[Your goal] Transcribe the listing below in its entirety.

[Input for this task]
....................

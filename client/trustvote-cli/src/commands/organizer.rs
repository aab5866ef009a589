use std::path::{Path, PathBuf};

use anyhow::Context;
use clap::Subcommand;
use tokio::sync::watch;
use tokio::task::JoinHandle;
use trustvote_client::config::from_toml_path;
use trustvote_client::creation::{CreationPhase, ElectionCreator, ValidationError};
use trustvote_client::fetcher::Role;
use trustvote_client::scope::ViewScope;

use super::election::{show_dashboard, PageArgs};
use crate::app::App;
use crate::election_file::ElectionFile;

#[derive(Subcommand)]
pub enum OrganizerCommands {
    /// List the elections you created.
    List(PageArgs),
    /// Create an election described by a TOML file.
    Create {
        /// Path to the election file. Photo paths are relative to it.
        file: PathBuf,
    },
}

impl OrganizerCommands {
    pub async fn run(&self, app: &App) -> anyhow::Result<()> {
        match self {
            OrganizerCommands::List(page) => show_dashboard(app, Role::Organizer, page).await,
            OrganizerCommands::Create { file } => create(app, file).await,
        }
    }
}

async fn create(app: &App, path: &Path) -> anyhow::Result<()> {
    let election: ElectionFile = from_toml_path(path)
        .with_context(|| format!("Failed to read election file {}", path.display()))?;
    let base_dir = path.parent().unwrap_or_else(|| Path::new("."));
    let mut form = election.into_form(base_dir)?;

    if app.config.contract_address.is_none() {
        form.validate(None)?;
        anyhow::bail!(ValidationError::MissingContractAddress);
    }

    let scope = ViewScope::new();
    let creator = ElectionCreator::new(
        app.writer()?,
        app.storage()?,
        app.config.contract_address,
        scope.token(),
    );

    let progress = spawn_phase_logger(creator.subscribe());

    let submitted = tokio::select! {
        biased;
        _ = tokio::signal::ctrl_c() => {
            scope.cancel();
            anyhow::bail!("Interrupted; the transaction may still be included");
        }
        result = creator.submit(&mut form) => result,
    };
    drop(creator);
    join_phase_logger(progress).await;

    let tx_hash = submitted?;
    println!("Election created: {}", app.config.explorer_tx_url(&tx_hash));
    Ok(())
}

/// Logs every phase change until the creator goes away.
fn spawn_phase_logger(mut phases: watch::Receiver<CreationPhase>) -> JoinHandle<()> {
    tokio::spawn(async move {
        while phases.changed().await.is_ok() {
            let phase = *phases.borrow_and_update();
            tracing::info!(?phase, "Creating election");
        }
    })
}

async fn join_phase_logger(logger: JoinHandle<()>) {
    if let Err(error) = logger.await {
        tracing::warn!(%error, "Creation progress logger failed");
    }
}

#[cfg(test)]
mod tests {
    use super::*;

    #[tokio::test]
    async fn phase_logger_ends_with_the_creator() {
        let (phase, rx) = watch::channel(CreationPhase::Editing);
        let logger = spawn_phase_logger(rx);
        phase.send_replace(CreationPhase::Uploading);
        phase.send_replace(CreationPhase::Editing);
        drop(phase);
        join_phase_logger(logger).await;
    }

    #[tokio::test]
    async fn failed_phase_logger_is_not_fatal() {
        let (_phase, rx) = watch::channel(CreationPhase::Editing);
        let logger = spawn_phase_logger(rx);
        logger.abort();
        join_phase_logger(logger).await;
    }
}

....................

[Result for this exercise]
filename client/trustvote-cli/src/commands/organizer.rs
repository aab5866ef009a589
use std::path::{Path, PathBuf};

use anyhow::Context;
use clap::Subcommand;
use tokio::sync::watch;
use tokio::task::JoinHandle;
use trustvote_client::config::from_toml_path;
use trustvote_client::creation::{CreationPhase, ElectionCreator, ValidationError};
use trustvote_client::fetcher::Role;
use trustvote_client::scope::ViewScope;

use super::election::{show_dashboard, PageArgs};
use crate::app::App;
use crate::election_file::ElectionFile;

#[derive(Subcommand)]
pub enum OrganizerCommands {
    /// List the elections you created.
    List(PageArgs),
    /// Create an election described by a TOML file.
    Create {
        /// Path to the election file. Photo paths are relative to it.
        file: PathBuf,
    },
}

impl OrganizerCommands {
    pub async fn run(&self, app: &App) -> anyhow::Result<()> {
        match self {
            OrganizerCommands::List(page) => show_dashboard(app, Role::Organizer, page).await,
            OrganizerCommands::Create { file } => create(app, file).await,
        }
    }
}

async fn create(app: &App, path: &Path) -> anyhow::Result<()> {
    let election: ElectionFile = from_toml_path(path)
        .with_context(|| format!("Failed to read election file {}", path.display()))?;
    let base_dir = path.parent().unwrap_or_else(|| Path::new("."));
    let mut form = election.into_form(base_dir)?;

    if app.config.contract_address.is_none() {
        form.validate(None)?;
        anyhow::bail!(ValidationError::MissingContractAddress);
    }

    let scope = ViewScope::new();
    let creator = ElectionCreator::new(
        app.writer()?,
        app.storage()?,
        app.config.contract_address,
        scope.token(),
    );

    let progress = spawn_phase_logger(creator.subscribe());

    let submitted = tokio::select! {
        biased;
        _ = tokio::signal::ctrl_c() => {
            scope.cancel();
            anyhow::bail!("Interrupted; the transaction may still be included");
        }
        result = creator.submit(&mut form) => result,
    };
    drop(creator);
    join_phase_logger(progress).await;

    let tx_hash = submitted?;
    println!("Election created: {}", app.config.explorer_tx_url(&tx_hash));
    Ok(())
}

/// Logs every phase change until the creator goes away.
fn spawn_phase_logger(mut phases: watch::Receiver<CreationPhase>) -> JoinHandle<()> {
    tokio::spawn(async move {
        while phases.changed().await.is_ok() {
            let phase = *phases.borrow_and_update();
            tracing::info!(?phase, "Creating election");
        }
    })
}

async fn join_phase_logger(logger: JoinHandle<()>) {
    if let Err(error) = logger.await {
        tracing::warn!(%error, "Creation progress logger failed");
    }
}

#[cfg(test)]
mod tests {
    use super::*;

    #[tokio::test]
    async fn phase_logger_ends_with_the_creator() {
        let (phase, rx) = watch::channel(CreationPhase::Editing);
        let logger = spawn_phase_logger(rx);
        phase.send_replace(CreationPhase::Uploading);
        phase.send_replace(CreationPhase::Editing);
        drop(phase);
        join_phase_logger(logger).await;
    }

    #[tokio::test]
    async fn failed_phase_logger_is_not_fatal() {
        let (_phase, rx) = watch::channel(CreationPhase::Editing);
        let logger = spawn_phase_logger(rx);
        logger.abort();
        join_phase_logger(logger).await;
    }
}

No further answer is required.